Microsoft has a new model called ViSNet, with the goal of predicting so-called structure-activity relationships, complex relationships between molecules and biological activity. It’s still quite experimental and definitely for researchers only, but it’s always great to see hard scientific problems tackled with cutting-edge technological means.
Researchers at the University of Manchester are looking specifically detecting and predicting variants of COVID-19less by pure structure like ViSNet and more by analyzing the very large sets of genetic data related to the evolution of the coronavirus.
“The unprecedented volume of genetic data generated during the pandemic requires improvements in our methods to analyze it thoroughly,” said lead researcher Thomas House. His colleague Roberto Cahuantzi added: “Our analysis serves as a proof of concept, demonstrating the potential use of machine learning methods as a warning tool for the early discovery of emerging large variants.”
AI can also design molecules, and several researchers have done so signed initiative asking for safety and ethics in this area. Although as David Baker (one of the world’s leading computational biophysicists) notes, “The potential benefits of protein design far outweigh the risks at this point.” Well, as a designer of AI protein designers I will they say that. However, we must be wary of regulation that makes no sense and impedes legitimate research while allowing bad actors freedom.

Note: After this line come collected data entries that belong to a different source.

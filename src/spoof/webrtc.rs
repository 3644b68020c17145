//! Peer-connection removal and ICE candidate scrubbing

use std::sync::OnceLock;

use regex::Regex;

use crate::error::Result;
use crate::host::{Realm, Value};
use crate::intercept::{CallHook, HookContext, Interceptor, Registry, Target};

/// Constructors removed outright
pub const REMOVED_CONSTRUCTORS: &[&str] =
    &["RTCPeerConnection", "webkitRTCPeerConnection", "RTCDataChannel"];

static IPV4: OnceLock<Regex> = OnceLock::new();

fn ipv4() -> &'static Regex {
    IPV4.get_or_init(|| Regex::new(r"(\d{1,3}\.){3}\d{1,3}").expect("ipv4 pattern compiles"))
}

/// Replace every IPv4-looking substring with `0.0.0.0`
pub fn scrub_candidate(candidate: &str) -> String {
    ipv4().replace_all(candidate, "0.0.0.0").into_owned()
}

/// Rewrites `candidate` in the init dictionary before constructing
struct CandidateScrubber;

impl Interceptor for CandidateScrubber {
    fn construct(&self, cx: &HookContext<'_>, args: &[Value]) -> Result<Value> {
        let Some(init) = args.first().and_then(Value::as_object) else {
            return cx.construct_original(args);
        };
        let candidate = cx.realm.get_key(init, "candidate")?;
        let Some(raw) = candidate.as_str() else {
            return cx.construct_original(args);
        };
        let scrubbed = scrub_candidate(raw);
        if scrubbed != raw {
            tracing::debug!("scrubbed ICE candidate: {}", scrubbed);
        }
        let copy = cx.realm.new_object("Object");
        for key in init.own_keys() {
            let value = cx.realm.get_key(init, &key)?;
            cx.realm.set(&copy, &key, value)?;
        }
        cx.realm.set(&copy, "candidate", Value::from(scrubbed))?;

        let mut forwarded = args.to_vec();
        forwarded[0] = Value::Object(copy);
        cx.construct_original(&forwarded)
    }
}

pub fn install(realm: &Realm, registry: &Registry) -> bool {
    let mut ok = true;
    for name in REMOVED_CONSTRUCTORS {
        ok &= registry.define(realm, Target::global(realm, *name), Value::Undefined);
    }

    match realm
        .global_value("navigator")
        .and_then(|nav| realm.get(&nav, "mediaDevices"))
    {
        Ok(Value::Object(media)) => {
            let hook = CallHook(|cx: &HookContext<'_>, _: &Value, _: &[Value]| {
                tracing::debug!("enumerateDevices answered with no devices");
                Ok(cx.realm.resolved(Value::Object(cx.realm.new_array(Vec::new()))))
            });
            let target = Target::new(media, "enumerateDevices");
            ok &= registry.install(realm, target, hook, Some("enumerateDevices"));
        }
        _ => tracing::debug!("mediaDevices not present"),
    }

    let candidate_ctor = realm.global_value("RTCIceCandidate").unwrap_or_default();
    if candidate_ctor.is_callable() {
        ok &= registry.install(
            realm,
            Target::global(realm, "RTCIceCandidate"),
            CandidateScrubber,
            Some("RTCIceCandidate"),
        );
    }
    ok
}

Atmospheric scientists at the University of Washington made an interesting claim based on AI analysis of 25 years of satellite imagery over Turkmenistan. In fact, the accepted notion that the economic turmoil after the fall of the Soviet Union led to reduced emissions may not be true — in fact, the opposite may have been the case.
“We find that the collapse of the Soviet Union appears to lead, paradoxically, to an increase in methane emissions,” said UW professor Alex Turner. The large data sets and lack of time to look at them made the subject a natural target for artificial intelligence, which led to this unexpected reversal.
Large language models are trained heavily on English source data, but this can affect more than the ability to use other languages. EPFL researchers looking at LlaMa-2’s “latent language” found that the model apparently reverts to English internally even when translating between French and Chinese. The researchers suggest, however, that there is more to this than a lazy translation process, and indeed the model has he structured his entire conceptual latent space around English concepts and representations. It matters? Probably. We should differentiate their datasets anyway.